Are you imagining the scene? Then you can imagine the recently concluded Tokyo Olympics, and in fact any major sporting event or other that takes place in an enormous arena and is set upon by cybercriminals. There is a Herculean effort behind the protection of such a perimeter. But what happens if it’s breached?


As NTT’s Global Threat Intelligence Center predicted (see page 8), bad threat actors could not resist a high-profile sporting event like the Olympics. Cybercriminals certainly saw the Games - and its related supply chain - as a high-value target with low downtime tolerance. After all, crime follows opportunity. And with connected stadiums, fan engagement platforms and complete digital replicas of sporting venues and the events themselves becoming the norm, there’s plenty of IT infrastructure and data to target - and via a multitude of components.

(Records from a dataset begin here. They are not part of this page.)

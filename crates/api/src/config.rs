use serde::Deserialize;
use std::net::SocketAddr;

#[derive(Debug, Clone, Deserialize)]
pub struct Config {
    pub server: ServerConfig,
    pub database: DatabaseConfig,
    pub logging: LoggingConfig,
    #[serde(default)]
    pub security: SecurityConfig,
    /// JWT authentication configuration
    pub jwt: JwtAuthConfig,
    #[serde(default)]
    pub integrations: IntegrationsConfig,
    #[serde(default)]
    pub storage: StorageConfig,
}

#[derive(Debug, Clone, Deserialize)]
pub struct ServerConfig {
    #[serde(default = "default_host")]
    pub host: String,

    #[serde(default = "default_port")]
    pub port: u16,

    #[serde(default = "default_request_timeout")]
    pub request_timeout_secs: u64,

    /// Upper bound for request bodies; evidence uploads arrive as base64 JSON.
    #[serde(default = "default_max_body_size")]
    pub max_body_size: usize,
}

#[derive(Debug, Clone, Deserialize)]
pub struct DatabaseConfig {
    pub url: String,

    #[serde(default = "default_max_connections")]
    pub max_connections: u32,

    #[serde(default = "default_min_connections")]
    pub min_connections: u32,

    #[serde(default = "default_connect_timeout")]
    pub connect_timeout_secs: u64,

    #[serde(default = "default_idle_timeout")]
    pub idle_timeout_secs: u64,
}

impl From<&DatabaseConfig> for persistence::db::DatabaseConfig {
    fn from(config: &DatabaseConfig) -> Self {
        Self {
            url: config.url.clone(),
            max_connections: config.max_connections,
            min_connections: config.min_connections,
            connect_timeout_secs: config.connect_timeout_secs,
            idle_timeout_secs: config.idle_timeout_secs,
        }
    }
}

#[derive(Debug, Clone, Deserialize)]
pub struct LoggingConfig {
    #[serde(default = "default_log_level")]
    pub level: String,

    #[serde(default = "default_log_format")]
    pub format: String,
}

#[derive(Debug, Clone, Default, Deserialize)]
pub struct SecurityConfig {
    #[serde(default)]
    pub cors_origins: Vec<String>,
}

#[derive(Debug, Clone, Deserialize)]
pub struct JwtAuthConfig {
    /// HS256 signing secret
    pub secret: String,

    /// Access token expiration in seconds (default: 28800 = 8 hours)
    #[serde(default = "default_access_token_expiry")]
    pub access_token_expiry_secs: i64,

    /// Leeway in seconds for clock skew tolerance
    #[serde(default = "default_jwt_leeway")]
    pub leeway_secs: u64,
}

/// Outbound calls to partner systems and the messaging platform.
#[derive(Debug, Clone, Deserialize)]
pub struct IntegrationsConfig {
    /// Timeout for partner webhook calls
    #[serde(default = "default_partner_timeout")]
    pub partner_timeout_secs: u64,

    #[serde(default)]
    pub messaging: MessagingConfig,
}

impl Default for IntegrationsConfig {
    fn default() -> Self {
        Self {
            partner_timeout_secs: default_partner_timeout(),
            messaging: MessagingConfig::default(),
        }
    }
}

/// Assignment mirror into the messaging platform. Disabled unless `url`,
/// `token` and `company_id` are all set.
#[derive(Debug, Clone, Deserialize)]
pub struct MessagingConfig {
    #[serde(default)]
    pub url: String,

    #[serde(default)]
    pub token: String,

    /// The only company whose assignments are mirrored
    #[serde(default)]
    pub company_id: Option<i64>,

    #[serde(default = "default_partner_timeout")]
    pub timeout_secs: u64,
}

impl Default for MessagingConfig {
    fn default() -> Self {
        Self {
            url: String::new(),
            token: String::new(),
            company_id: None,
            timeout_secs: default_partner_timeout(),
        }
    }
}

impl MessagingConfig {
    pub fn is_enabled(&self) -> bool {
        !self.url.is_empty() && !self.token.is_empty() && self.company_id.is_some()
    }
}

/// Where return evidence is stored.
#[derive(Debug, Clone, Copy, Default, PartialEq, Eq, Deserialize)]
#[serde(rename_all = "lowercase")]
pub enum StorageBackend {
    /// Directory tree under `root_dir`, for development and tests
    #[default]
    Local,
    /// S3-compatible object storage (AWS S3, MinIO)
    S3,
}

/// Blob storage for return evidence.
#[derive(Debug, Clone, Deserialize)]
pub struct StorageConfig {
    #[serde(default)]
    pub backend: StorageBackend,

    /// Root directory of the local backend; every bucket is a sub-directory
    #[serde(default = "default_storage_root")]
    pub root_dir: String,

    #[serde(default)]
    pub s3: S3StorageConfig,

    #[serde(default = "default_max_attachment_bytes")]
    pub max_attachment_bytes: usize,
}

impl Default for StorageConfig {
    fn default() -> Self {
        Self {
            backend: StorageBackend::default(),
            root_dir: default_storage_root(),
            s3: S3StorageConfig::default(),
            max_attachment_bytes: default_max_attachment_bytes(),
        }
    }
}

#[derive(Debug, Clone, Deserialize)]
pub struct S3StorageConfig {
    /// Custom endpoint such as a MinIO server; empty means AWS
    #[serde(default)]
    pub endpoint: String,

    #[serde(default = "default_s3_region")]
    pub region: String,

    /// Static credentials; when both are empty the AWS default chain is used
    #[serde(default)]
    pub access_key: String,
    #[serde(default)]
    pub secret_key: String,

    /// Prepended to the evidence bucket names (`return-audio`, `return-images`)
    #[serde(default)]
    pub bucket_prefix: String,

    #[serde(default = "default_true")]
    pub force_path_style: bool,
}

impl Default for S3StorageConfig {
    fn default() -> Self {
        Self {
            endpoint: String::new(),
            region: default_s3_region(),
            access_key: String::new(),
            secret_key: String::new(),
            bucket_prefix: String::new(),
            force_path_style: true,
        }
    }
}

// Default value functions
fn default_host() -> String {
    "0.0.0.0".to_string()
}
fn default_port() -> u16 {
    8080
}
fn default_request_timeout() -> u64 {
    30
}
fn default_max_body_size() -> usize {
    16 * 1024 * 1024
}
fn default_max_connections() -> u32 {
    20
}
fn default_min_connections() -> u32 {
    5
}
fn default_connect_timeout() -> u64 {
    10
}
fn default_idle_timeout() -> u64 {
    600
}
fn default_log_level() -> String {
    "info".to_string()
}
fn default_log_format() -> String {
    "json".to_string()
}
fn default_access_token_expiry() -> i64 {
    28800
}
fn default_jwt_leeway() -> u64 {
    shared::jwt::DEFAULT_LEEWAY_SECS
}
fn default_partner_timeout() -> u64 {
    30
}
fn default_storage_root() -> String {
    "./data/blobs".to_string()
}
fn default_max_attachment_bytes() -> usize {
    5 * 1024 * 1024
}
fn default_s3_region() -> String {
    "us-east-1".to_string()
}
fn default_true() -> bool {
    true
}

/// Configuration validation error
#[derive(Debug, thiserror::Error)]
pub enum ConfigValidationError {
    #[error("Missing required configuration: {0}")]
    MissingRequired(String),

    #[error("Invalid configuration value: {0}")]
    InvalidValue(String),
}

impl Config {
    /// Load configuration from files and environment variables.
    ///
    /// Loading order (later sources override earlier):
    /// 1. config/default.toml - base configuration with defaults
    /// 2. config/local.toml - local overrides (optional, not in git)
    /// 3. Environment variables with LEADFLOW__ prefix
    pub fn load() -> Result<Self, config::ConfigError> {
        let config = config::Config::builder()
            .add_source(config::File::with_name("config/default"))
            .add_source(config::File::with_name("config/local").required(false))
            .add_source(config::Environment::with_prefix("LEADFLOW").separator("__"))
            .build()?;

        let cfg: Self = config.try_deserialize()?;
        cfg.validate()
            .map_err(|e| config::ConfigError::Message(e.to_string()))?;
        Ok(cfg)
    }

    /// Load configuration for testing with custom overrides.
    ///
    /// Defaults are embedded so tests do not depend on the working directory.
    /// Validation is skipped to allow partial configs.
    pub fn load_for_test(overrides: &[(&str, &str)]) -> Result<Self, config::ConfigError> {
        let defaults = r#"
            [server]
            host = "0.0.0.0"
            port = 8080
            request_timeout_secs = 30

            [database]
            url = ""
            max_connections = 20
            min_connections = 5
            connect_timeout_secs = 10
            idle_timeout_secs = 600

            [logging]
            level = "info"
            format = "json"

            [security]
            cors_origins = []

            [jwt]
            secret = "test-secret-with-enough-length"
            access_token_expiry_secs = 3600
            leeway_secs = 30

            [integrations]
            partner_timeout_secs = 30

            [integrations.messaging]
            url = ""
            token = ""

            [storage]
            backend = "local"
            root_dir = "./data/test-blobs"
            max_attachment_bytes = 5242880
        "#;

        let mut builder = config::Config::builder()
            .add_source(config::File::from_str(defaults, config::FileFormat::Toml));

        for (key, value) in overrides {
            builder = builder.set_override(*key, *value)?;
        }

        builder.build()?.try_deserialize()
    }

    /// Validate configuration values.
    pub fn validate(&self) -> Result<(), ConfigValidationError> {
        if self.database.url.is_empty() {
            return Err(ConfigValidationError::MissingRequired(
                "LEADFLOW__DATABASE__URL environment variable must be set".to_string(),
            ));
        }

        if self.server.port == 0 {
            return Err(ConfigValidationError::InvalidValue(
                "Server port cannot be 0".to_string(),
            ));
        }

        if self.database.min_connections > self.database.max_connections {
            return Err(ConfigValidationError::InvalidValue(
                "min_connections cannot exceed max_connections".to_string(),
            ));
        }

        if self.jwt.secret.len() < shared::jwt::MIN_SECRET_LEN {
            return Err(ConfigValidationError::MissingRequired(format!(
                "LEADFLOW__JWT__SECRET must be at least {} characters",
                shared::jwt::MIN_SECRET_LEN
            )));
        }

        let messaging = &self.integrations.messaging;
        if !messaging.url.is_empty() && !messaging.is_enabled() {
            return Err(ConfigValidationError::InvalidValue(
                "integrations.messaging needs url, token and company_id together".to_string(),
            ));
        }

        let s3 = &self.storage.s3;
        if self.storage.backend == StorageBackend::S3
            && s3.access_key.is_empty() != s3.secret_key.is_empty()
        {
            return Err(ConfigValidationError::InvalidValue(
                "storage.s3 needs access_key and secret_key together".to_string(),
            ));
        }

        Ok(())
    }

    pub fn socket_addr(&self) -> Result<SocketAddr, std::net::AddrParseError> {
        format!("{}:{}", self.server.host, self.server.port).parse()
    }
}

But this time, not unlike the Battle of Hogwarts, try as they did, the cybercriminals were thwarted. Thanks to NTT’s holistic approach to cybersecurity strategy, which included ongoing threat intelligence monitoring and analysis, SOC services, a complete security solutions package and an expert team of over 200 cybersecurity specialists, the company was able to assist the Tokyo Olympic Games Committee in blocking about 450 million attacks (2.5x the attacks seen at the 2012 London Summer Olympics), including:


· Emotet malware

· Email spoofing and phishing

· Fake websites made to appear as ones associated with the tournament and/or related organizations

· User authentication errors, such as password spraying attacks


Sporting events like the Olympic Games, the Tour de France, and the Indy 500, for example, are the definition of real-time environments. Once begun, there is no room for down-time. And with a highly distributed team and limited physical presence, agile technologies that can respond to any threats are critical.


If you’re not a big fan of Harry Potter, thank you for indulging me and my labored Battle of Hogwarts and cybersecurity attacks parallel. And don’t forget to patch those common vulnerabilities.